I. Section 43(6), Explanation 2 – In Explanation 2 to section 43(6), deprecation actually allowed shall not include any unabsorbed depreciation – The WDV in the hands of the amalgamated company is to be calculated without considering the unabsorbed depreciation of the amalgamating companies, for which set-off was never allowed II. When a receipt is held to be capital in nature and not chargeable to tax under the normal provisions of the Act, the same cannot be taxed u/s 115JB of the Act as well III. Section 234B r/w/s 115JB – Interest u/s 234B cannot be levied where liability arises on account of retrospective amendment in the Act

Jagdish T.Punjabi
Chartered Accountant | Devendra Jain
Advocate

16. [2019] 112 taxmann.com 55 (Trib.)(Mum.) ACIT vs.

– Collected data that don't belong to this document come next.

impl TwitterTools {
    /// Create the façade. No client is built and no I/O happens until the
    /// first tool call or [`initialize`](Self::initialize).
    #[must_use]
    pub fn new(config: TwitterConfig) -> Self {
        Self {
            tweet_cache: config.tweet_cache_ttl().map(ResponseCache::new),
            profile_cache: config.profile_cache_ttl().map(ResponseCache::new),
            catalog: ToolCatalog::new(),
            client: RwLock::new(None),
            metrics: ToolMetrics::default(),
            config,
        }
    }

    /// The tool catalog.
    #[must_use]
    pub const fn catalog(&self) -> &ToolCatalog {
        &self.catalog
    }

    #[must_use]
    pub fn state(&self) -> ToolsState {
        if self.client.read().is_some() {
            ToolsState::Ready
        } else {
            ToolsState::Uninitialized
        }
    }

    #[must_use]
    pub fn metrics(&self) -> MetricsSnapshot {
        self.metrics.snapshot()
    }

    /// Build the API client.
    ///
    /// Missing credentials fail with [`TwitterError::Configuration`] and
    /// leave the façade uninitialized.
    #[instrument(skip(self))]
    pub fn initialize(&self) -> TwitterResult<Arc<TwitterApiClient>> {
        self.metrics.init_attempts.fetch_add(1, Ordering::Relaxed);

        let client = Arc::new(TwitterApiClient::new(&self.config)?);
        info!(oauth2 = client.uses_oauth2(), "Twitter tools initialized");

        // Concurrent first calls may each build a client; the last one wins
        *self.client.write() = Some(Arc::clone(&client));
        Ok(client)
    }

    fn ensure_initialized(&self) -> TwitterResult<Arc<TwitterApiClient>> {
        if let Some(client) = self.client.read().as_ref() {
            return Ok(Arc::clone(client));
        }
        self.initialize()
    }

    /// Invoke a tool by name with JSON arguments.
    ///
    /// Reads return their records; mutating tools return an
    /// [`ActionOutcome`]. Unknown tools, configuration errors and argument
    /// validation errors are always returned as `Err`.
    #[instrument(skip(self, args))]
    pub async fn invoke(&self, name: &str, args: Value) -> TwitterResult<Value> {
        let tool = self.catalog.resolve(name)?.name;

        let result = async {
            self.ensure_initialized()?;
            let call = ToolCall::parse(tool, &args)?;
            self.execute(call).await
        }
        .await;

        self.metrics.record_request(result.is_ok());
        if let Err(e) = &result {
            debug!(tool = %tool, error = %e, "Tool invocation failed");
        }
        result
    }

    /// Run an already validated call.
    pub async fn execute(&self, call: ToolCall) -> TwitterResult<Value> {
        let value = match call {
            ToolCall::GetProfile { username } => serde_json::to_value(self.get_profile(&username).await?)?,
            ToolCall::GetTweets { username, limit } => {
                serde_json::to_value(self.get_tweets(&username, limit).await?)?
            }
            ToolCall::GetTweet { id } => serde_json::to_value(self.get_tweet(&id).await?)?,
            ToolCall::SearchTweets { query, limit, mode } => {
                serde_json::to_value(self.search_tweets(&query, limit, mode).await?)?
            }
            ToolCall::SendTweet {
                text,
                in_reply_to,
                media,
            } => serde_json::to_value(
                self.send_tweet(&text, in_reply_to.as_deref(), &media)
                    .await?,
            )?,
            ToolCall::SendTweetWithPoll { text, poll } => {
                serde_json::to_value(self.send_tweet_with_poll(&text, &poll).await?)?
            }
            ToolCall::Retweet { id } => serde_json::to_value(self.retweet(&id).await?)?,
            ToolCall::LikeTweet { id } => serde_json::to_value(self.like_tweet(&id).await?)?,
            ToolCall::GetTrends => serde_json::to_value(self.get_trends().await?)?,
        };
        Ok(value)
    }

    // ─────────────────────────────────────────────────────────────────────────
    // Read tools
    // ─────────────────────────────────────────────────────────────────────────

    /// Look up a profile. `None` when the user does not exist.
    pub async fn get_profile(&self, username: &str) -> TwitterResult<Option<Profile>> {
        let client = self.ensure_initialized()?;
        let username = required("username", username)?;

        let key = ResponseCache::<Profile>::key("get_profile", &[username]);
        if let Some(profile) = self.profile_cache.as_ref().and_then(|c| c.get(&key)) {
            self.metrics.cache_hits.fetch_add(1, Ordering::Relaxed);
            return Ok(Some(profile));
        }

        let response = client.get_user_by_username(username).await?;
        let profile = response.data.map(|user| normalize_profile(username, user));

        if let (Some(cache), Some(profile)) = (&self.profile_cache, &profile) {
            cache.insert(key, profile.clone());
        }
        Ok(profile)
    }

    /// A user's most recent tweets, at most `limit`.
    pub async fn get_tweets(&self, username: &str, limit: u32) -> TwitterResult<Vec<Tweet>> {
        let client = self.ensure_initialized()?;
        let username = required("username", username)?;
        let limit_key = limit.to_string();

        let key = ResponseCache::<Vec<Tweet>>::key("get_tweets", &[username, &limit_key]);
        if let Some(tweets) = self.cached_tweets(&key) {
            return Ok(tweets);
        }

        let Some(profile) = self.get_profile(username).await? else {
            debug!(username, "User not found");
            return Ok(Vec::new());
        };

        let response = client.get_user_tweets(&profile.id, limit).await?;
        let mut tweets = normalize(response);
        tweets.truncate(limit as usize);

        self.cache_tweets(key, &tweets);
        Ok(tweets)
    }

    /// A single tweet. `None` when it does not exist.
    pub async fn get_tweet(&self, id: &str) -> TwitterResult<Option<Tweet>> {
        let client = self.ensure_initialized()?;
        let id = required("id", id)?;

        let key = ResponseCache::<Vec<Tweet>>::key("get_tweet", &[id]);
        if let Some(tweets) = self.cached_tweets(&key) {
            return Ok(tweets.into_iter().next());
        }

        let tweets = normalize(client.get_tweet(id).await?);
        self.cache_tweets(key, &tweets);
        Ok(tweets.into_iter().next())
    }

    /// Recent tweets matching `query`, at most `limit`.
    pub async fn search_tweets(
        &self,
        query: &str,
        limit: u32,
        mode: SearchMode,
    ) -> TwitterResult<Vec<Tweet>> {
        let client = self.ensure_initialized()?;
        let query = required("query", query)?;
        let limit_key = limit.to_string();

        let key = ResponseCache::<Vec<Tweet>>::key(
            "search_tweets",
            &[query, &limit_key, mode.as_str()],
        );
        if let Some(tweets) = self.cached_tweets(&key) {
            return Ok(tweets);
        }

        let params = SearchTweetsParams {
            query: mode.apply(query),
            max_results: Some(limit),
            sort_order: Some(mode.sort_order().to_string()),
        };
        let mut tweets = normalize(client.search_recent(&params).await?);
        tweets.truncate(limit as usize);

        self.cache_tweets(key, &tweets);
        Ok(tweets)
    }

    /// Always fails: trends are not supported.
    pub async fn get_trends(&self) -> TwitterResult<Vec<Value>> {
        Err(TwitterError::Unimplemented("get_trends"))
    }

    fn cached_tweets(&self, key: &str) -> Option<Vec<Tweet>> {
        let tweets = self.tweet_cache.as_ref()?.get(key)?;
        self.metrics.cache_hits.fetch_add(1, Ordering::Relaxed);
        Some(tweets)
    }

    fn cache_tweets(&self, key: String, tweets: &[Tweet]) {
        if let Some(cache) = self.tweet_cache.as_ref().filter(|_| !tweets.is_empty()) {
            cache.insert(key, tweets.to_vec());
        }
    }

    // ─────────────────────────────────────────────────────────────────────────
    // Mutating tools
    // ─────────────────────────────────────────────────────────────────────────

    /// Post a tweet, optionally as a reply and with media.
    ///
    /// Media that fails to decode or upload is skipped; the tweet is still
    /// posted with whatever uploaded.
    pub async fn send_tweet(
        &self,
        text: &str,
        in_reply_to: Option<&str>,
        media: &[MediaUpload],
    ) -> TwitterResult<ActionOutcome> {
        let client = self.ensure_initialized()?;
        validate_tweet_text(text)?;

        let result = async {
            let media_ids = upload_all(&client, media).await;
            let request = CreateTweetRequest {
                text: text.to_string(),
                reply: in_reply_to
                    .filter(|id| !id.is_empty())
                    .map(|id| TweetReply {
                        in_reply_to_tweet_id: id.to_string(),
                    }),
                media: (!media_ids.is_empty()).then_some(TweetMedia { media_ids }),
                poll: None,
            };
            post(&client, &request).await
        }
        .await;

        envelope("send_tweet", result)
    }

    /// Post a tweet with a poll.
    pub async fn send_tweet_with_poll(
        &self,
        text: &str,
        poll: &PollSpec,
    ) -> TwitterResult<ActionOutcome> {
        let client = self.ensure_initialized()?;
        validate_tweet_text(text)?;

        let request = CreateTweetRequest {
            text: text.to_string(),
            poll: Some(TweetPoll {
                options: poll.options().to_vec(),
                duration_minutes: poll.duration_minutes(),
            }),
            ..Default::default()
        };

        envelope("send_tweet_with_poll", post(&client, &request).await)
    }

    /// Retweet as the authenticated user.
    pub async fn retweet(&self, id: &str) -> TwitterResult<ActionOutcome> {
        let client = self.ensure_initialized()?;
        let id = required("id", id)?;

        let result = client.retweet(id).await.map(|response| {
            acknowledged(id, response.data.is_none_or(|d| d.retweeted), "retweeted")
        });
        envelope("retweet", result)
    }

    /// Like a tweet as the authenticated user.
    pub async fn like_tweet(&self, id: &str) -> TwitterResult<ActionOutcome> {
        let client = self.ensure_initialized()?;
        let id = required("id", id)?;

        let result = client.like(id).await.map(|response| {
            acknowledged(id, response.data.is_none_or(|d| d.liked), "liked")
        });
        envelope("like_tweet", result)
    }

    /// Readiness and counters.
    #[must_use]
    pub fn health(&self) -> Value {
        let state = self.state();
        let oauth2 = self
            .client
            .read()
            .as_ref()
            .is_some_and(|client| client.uses_oauth2());

        json!({
            "status": if state == ToolsState::Ready { "healthy" } else { "not_ready" },
            "state": state,
            "oauth2": oauth2,
            "tools": self.catalog.len(),
            "metrics": self.metrics(),
        })
    }
}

JSW Steel Ltd. ITA No. 156/Bang/2011; CO No. 59/Mum/2012 A.Y.: 2006-07 Date of order: 29th November, 2019

 

I.  Section 43(6), Explanation 2 – In Explanation 2 to section 43(6), deprecation actually allowed shall not include any unabsorbed depreciation – The WDV in the hands of the amalgamated company is to be calculated without considering the unabsorbed depreciation of the amalgamating companies, for which set-off was never allowed

 

II. When a receipt is held to be capital in nature and not chargeable to tax under the normal provisions of the Act, the same cannot be taxed u/s 115JB of the Act as well

 

III.        Section 234B r/w/s 115JB – Interest u/s 234B cannot be levied where liability arises on account of retrospective amendment in the Act

 

FACTS I

In the return of income filed by the assessee for the year of amalgamation, i.e., A.Y. 2006-07, the assessee computed WDV in respect of the assets transferred by the amalgamating companies by reducing the amount of deprecation (‘actually allowed’) in A.Y. 2005-06 in accordance with the provisions of Explanation (2) to section 43(6) of the Act.

 

The AO observed that the closing WDV of the amalgamating company becomes the WDV in the hands of the amalgamated company and accordingly determined the WDV of the assets acquired on amalgamation after considering normal depreciation allowed on assets of the two amalgamating companies; consequently, he disallowed excess depreciation of Rs. 6,81,27,607 (being 15% of the difference in the WDV of Rs. 45,41,84,048).